[Stored data]
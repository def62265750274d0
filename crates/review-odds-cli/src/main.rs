use anyhow::Result;
use clap::Parser;

fn main() -> Result<()> {
    review_odds_cli::init_tracing();
    let cli = review_odds_cli::Cli::parse();
    review_odds_cli::run_cli(cli)
}
/// Loads a dataset CSV. Malformed rows are skipped with a warning and listed in
/// the report; an unreadable source fails the whole load.
pub fn load_csv(path: &Path) -> Result<LoadReport> {
    let file = File::open(path).map_err(|err| {
        ReviewOddsError::DataUnavailable(format!(
            "cannot read dataset {}: {err}",
            path.display()
        ))
    })?;

    let mut reader = csv::ReaderBuilder::new()
        .has_headers(true)
        .from_reader(file);
    let headers = reader
        .headers()
        .map_err(|err| {
            ReviewOddsError::DataUnavailable(format!(
                "cannot read dataset header from {}: {err}",
                path.display()
            ))
        })?
        .clone();

    if headers.is_empty() {
        info!(path = %path.display(), "dataset file is empty");
        return Ok(LoadReport {
            source: path.to_path_buf(),
            store: RecordStore::default(),
            skipped_rows: Vec::new(),
        });
    }

    let missing = DATASET_COLUMNS
        .iter()
        .filter(|column| !headers.iter().any(|header| header == **column))
        .copied()
        .collect::<Vec<_>>();
    if !missing.is_empty() {
        return Err(ReviewOddsError::Parse(format!(
            "dataset {} is missing columns: {}",
            path.display(),
            missing.join(", ")
        ))
        .into());
    }

    let mut records = Vec::new();
    let mut skipped_rows = Vec::new();
    let mut seen_ids = BTreeSet::new();
    let mut raw = csv::StringRecord::new();

    loop {
        match reader.read_record(&mut raw) {
            Ok(false) => break,
            Ok(true) => {}
            Err(err) if err.is_io_error() => {
                return Err(ReviewOddsError::DataUnavailable(format!(
                    "failed reading dataset {}: {err}",
                    path.display()
                ))
                .into());
            }
            Err(err) => {
                let line = err.position().map_or(0, csv::Position::line);
                skipped_rows.push(skip_row(line, None, err.to_string()));
                continue;
            }
        }

        let line = raw.position().map_or(0, csv::Position::line);
        let id = raw.get(0).map(str::to_string);
        let parsed = raw
            .deserialize::<DatasetRow>(Some(&headers))
            .map_err(|err| ReviewOddsError::Parse(err.to_string()))
            .and_then(DatasetRow::into_record);

        match parsed {
            Ok(record) if seen_ids.contains(&record.id) => {
                skipped_rows.push(skip_row(line, id, "duplicate id".to_string()));
            }
            Ok(record) => {
                seen_ids.insert(record.id.clone());
                records.push(record);
            }
            Err(err) => skipped_rows.push(skip_row(line, id, err.to_string())),
        }
    }

    info!(
        path = %path.display(),
        records = records.len(),
        skipped = skipped_rows.len(),
        "loaded dataset"
    );

    Ok(LoadReport {
        source: path.to_path_buf(),
        store: RecordStore::from_records(records),
        skipped_rows,
    })
}

fn skip_row(line: u64, id: Option<String>, reason: String) -> SkippedRow {
    warn!(line, id = id.as_deref().unwrap_or("?"), %reason, "skipping dataset row");
    SkippedRow { line, id, reason }
}

/// Writes records in the dataset CSV layout, header first.
pub fn write_csv(path: &Path, records: &[HistoricalRecord]) -> Result<()> {
    let mut writer = csv::WriterBuilder::new()
        .has_headers(false)
        .from_path(path)
        .with_context(|| format!("failed to create dataset file {}", path.display()))?;

    writer
        .write_record(DATASET_COLUMNS)
        .context("failed to write dataset header")?;
    for record in records {
        writer
            .serialize(DatasetRow::from_record(record))
            .with_context(|| format!("failed to write dataset row {}", record.id))?;
    }
    writer
        .flush()
        .with_context(|| format!("failed to flush dataset file {}", path.display()))?;

    info!(path = %path.display(), records = records.len(), "wrote dataset");
    Ok(())
}

#[must_use]
pub fn is_archive_path(path: &Path) -> bool {
    path.extension()
        .and_then(|ext| ext.to_str())
        .is_some_and(|ext| ARCHIVE_EXTENSIONS.contains(&ext))
}

/// Loads from a `SQLite` archive or a CSV file depending on the extension.
pub fn load_dataset(path: &Path) -> Result<LoadReport> {
    if !is_archive_path(path) {
        return load_csv(path);
    }

    if !path.exists() {
        return Err(ReviewOddsError::DataUnavailable(format!(
            "dataset archive {} does not exist",
            path.display()
        ))
        .into());
    }

    let archive = SqliteRecordArchive::open(path)?;
    archive.migrate()?;
    Ok(LoadReport {
        source: path.to_path_buf(),
        store: archive.load_store()?,
        skipped_rows: Vec::new(),
    })
}

#[derive(Debug, Clone, PartialEq, Eq)]
struct SourceIdentity {
    len: u64,
    modified: Option<SystemTime>,
}

/// Memoizes dataset loads per source. An entry is reused while the file's
/// length and modification time are unchanged.
#[derive(Debug, Default)]
pub struct DatasetCache {
    entries: Mutex<BTreeMap<PathBuf, (SourceIdentity, Arc<LoadReport>)>>,
}

impl DatasetCache {
    #[must_use]
    pub fn new() -> Self {
        Self::default()
    }

    pub fn get_or_load(&self, path: &Path) -> Result<Arc<LoadReport>> {
        let canonical = path.canonicalize().map_err(|err| {
            ReviewOddsError::DataUnavailable(format!(
                "cannot resolve dataset {}: {err}",
                path.display()
            ))
        })?;
        let metadata = std::fs::metadata(&canonical).map_err(|err| {
            ReviewOddsError::DataUnavailable(format!(
                "cannot stat dataset {}: {err}",
                canonical.display()
            ))
        })?;
        let identity = SourceIdentity {
            len: metadata.len(),
            modified: metadata.modified().ok(),
        };

        // held across the load so concurrent first access loads once
        let mut entries = self
            .entries
            .lock()
            .map_err(|_| anyhow!("dataset cache lock poisoned"))?;

        if let Some((cached, report)) = entries.get(&canonical) {
            if *cached == identity {
                debug!(path = %canonical.display(), "dataset cache hit");
                return Ok(Arc::clone(report));
            }
        }

        let report = Arc::new(load_dataset(&canonical)?);
        entries.insert(canonical, (identity, Arc::clone(&report)));
        Ok(report)
    }

    pub fn len(&self) -> Result<usize> {
        let entries = self
            .entries
            .lock()
            .map_err(|_| anyhow!("dataset cache lock poisoned"))?;
        Ok(entries.len())
    }

    pub fn is_empty(&self) -> Result<bool> {
        Ok(self.len()? == 0)
    }
}

pub struct SqliteRecordArchive {
    conn: Connection,
}

#[derive(Debug, Clone, Serialize, Deserialize, PartialEq, Eq)]
pub struct ImportReport {
    pub contract_version: String,
    pub import_id: String,
    pub source: String,
    pub imported_at: String,
    pub record_count: usize,
    pub inserted: usize,
    pub updated: usize,
    pub total_records: usize,
}

#[derive(Debug, Clone, Serialize, Deserialize, PartialEq, Eq)]
pub struct ImportBatch {
    pub import_id: String,
    pub source: String,
    pub record_count: usize,
    pub imported_at: String,
}

struct ArchivedRow {
    id: String,
    title: String,
    year: Option<i64>,
    scores_json: String,
    mean_score: f64,
    status: String,
    raw_decision: String,
}

impl ArchivedRow {
    fn into_record(self) -> Result<HistoricalRecord> {
        let scores: Vec<f64> = serde_json::from_str(&self.scores_json)
            .with_context(|| format!("invalid stored scores for record {}", self.id))?;
        let status = DecisionStatus::parse(&self.status)
            .ok_or_else(|| anyhow!("invalid stored status for record {}", self.id))?;
        let year = self
            .year
            .map(i32::try_from)
            .transpose()
            .with_context(|| format!("invalid stored year for record {}", self.id))?;

        let record = HistoricalRecord {
            id: self.id,
            title: self.title,
            year,
            scores,
            mean_score: self.mean_score,
            status,
            raw_decision: self.raw_decision,
        };
        record.validate()?;
        Ok(record)
    }
}

impl SqliteRecordArchive {
    pub fn open(path: &Path) -> Result<Self> {
        let conn = Connection::open(path)
            .with_context(|| format!("failed to open sqlite database at {}", path.display()))?;

        conn.execute_batch(
            "PRAGMA journal_mode = WAL;
             PRAGMA foreign_keys = ON;
             PRAGMA busy_timeout = 5000;",
        )
        .context("failed to configure sqlite pragmas")?;

        Ok(Self { conn })
    }

    pub fn migrate(&self) -> Result<()> {
        self.conn
            .execute_batch(
                "CREATE TABLE IF NOT EXISTS schema_migrations (
                    version INTEGER PRIMARY KEY,
                    applied_at TEXT NOT NULL
                );",
            )
            .context("failed to ensure schema_migrations exists")?;

        self.conn
            .execute_batch(SCHEMA_ARCHIVE_V1)
            .context("failed to apply archive schema")?;

        let now = format_rfc3339(now_utc())?;
        self.conn
            .execute(
                "INSERT OR IGNORE INTO schema_migrations(version, applied_at) VALUES (?1, ?2)",
                params![ARCHIVE_MIGRATION_VERSION, now],
            )
            .context("failed to register archive schema migration")?;

        Ok(())
    }

    /// Upserts `records` by id in one transaction and logs the batch.
    pub fn import_records(
        &mut self,
        records: &[HistoricalRecord],
        source: &str,
    ) -> Result<ImportReport> {
        for record in records {
            record
                .validate()
                .map_err(|err| anyhow!("record validation failed: {err}"))?;
        }

        let import_id = Ulid::new().to_string();
        let imported_at = format_rfc3339(now_utc())?;
        let record_count = i64::try_from(records.len()).context("import batch too large")?;

        let tx = self
            .conn
            .transaction()
            .context("failed to begin import transaction")?;
        tx.execute(
            "INSERT INTO dataset_imports(import_id, source, record_count, imported_at)
             VALUES (?1, ?2, ?3, ?4)",
            params![import_id, source, record_count, imported_at],
        )
        .context("failed to record import batch")?;

        let mut inserted = 0_usize;
        let mut updated = 0_usize;
        {
            let mut exists_stmt =
                tx.prepare("SELECT 1 FROM historical_records WHERE record_id = ?1")?;
            let mut upsert_stmt = tx.prepare(
                "INSERT INTO historical_records(
                   record_id, title, year, scores_json, mean_score, status, raw_decision, import_id
                 ) VALUES (?1, ?2, ?3, ?4, ?5, ?6, ?7, ?8)
                 ON CONFLICT(record_id) DO UPDATE SET
                   title = excluded.title,
                   year = excluded.year,
                   scores_json = excluded.scores_json,
                   mean_score = excluded.mean_score,
                   status = excluded.status,
                   raw_decision = excluded.raw_decision,
                   import_id = excluded.import_id",
            )?;

            for record in records {
                let existed = exists_stmt
                    .query_row(params![record.id], |_| Ok(()))
                    .optional()?
                    .is_some();
                let scores_json = serde_json::to_string(&record.scores)
                    .context("failed to serialize scores")?;

                upsert_stmt
                    .execute(params![
                        record.id,
                        record.title,
                        record.year.map(i64::from),
                        scores_json,
                        record.mean_score,
                        record.status.as_str(),
                        record.raw_decision,
                        import_id,
                    ])
                    .with_context(|| format!("failed to upsert record {}", record.id))?;

                if existed {
                    updated += 1;
                } else {
                    inserted += 1;
                }
            }
        }

        tx.commit().context("failed to commit import transaction")?;

        let total_records = self.count_records()?;
        info!(
            import_id = %import_id,
            source,
            inserted,
            updated,
            total_records,
            "imported dataset into archive"
        );

        Ok(ImportReport {
            contract_version: "import.v1".to_string(),
            import_id,
            source: source.to_string(),
            imported_at,
            record_count: records.len(),
            inserted,
            updated,
            total_records,
        })
    }

    pub fn count_records(&self) -> Result<usize> {
        let count: i64 = self
            .conn
            .query_row("SELECT COUNT(*) FROM historical_records", [], |row| {
                row.get(0)
            })
            .context("failed to count archived records")?;
        usize::try_from(count).with_context(|| format!("invalid record count: {count}"))
    }

    pub fn load_store(&self) -> Result<RecordStore> {
        let mut stmt = self.conn.prepare(
            "SELECT record_id, title, year, scores_json, mean_score, status, raw_decision
             FROM historical_records
             ORDER BY record_id ASC",
        )?;
        let rows = stmt.query_map([], |row| {
            Ok(ArchivedRow {
                id: row.get(0)?,
                title: row.get(1)?,
                year: row.get(2)?,
                scores_json: row.get(3)?,
                mean_score: row.get(4)?,
                status: row.get(5)?,
                raw_decision: row.get(6)?,
            })
        })?;

        let records = collect_rows(rows)?
            .into_iter()
            .map(ArchivedRow::into_record)
            .collect::<Result<Vec<_>>>()?;

        Ok(RecordStore::from_records(records))
    }

    pub fn list_imports(&self) -> Result<Vec<ImportBatch>> {
        let mut stmt = self.conn.prepare(
            "SELECT import_id, source, record_count, imported_at
             FROM dataset_imports
             ORDER BY imported_at ASC, import_id ASC",
        )?;
        let rows = stmt.query_map([], |row| {
            Ok((
                row.get::<_, String>(0)?,
                row.get::<_, String>(1)?,
                row.get::<_, i64>(2)?,
                row.get::<_, String>(3)?,
            ))
        })?;

        collect_rows(rows)?
            .into_iter()
            .map(|(import_id, source, record_count, imported_at)| {
                Ok(ImportBatch {
                    record_count: usize::try_from(record_count)
                        .with_context(|| format!("invalid record_count: {record_count}"))?,
                    import_id,
                    source,
                    imported_at,
                })
            })
            .collect()
    }
}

- TASK TO CARRY OUT: Return every line above in which the string "migrate" occurs.

- ANSWER:
    archive.migrate()?;
    pub fn migrate(&self) -> Result<()> {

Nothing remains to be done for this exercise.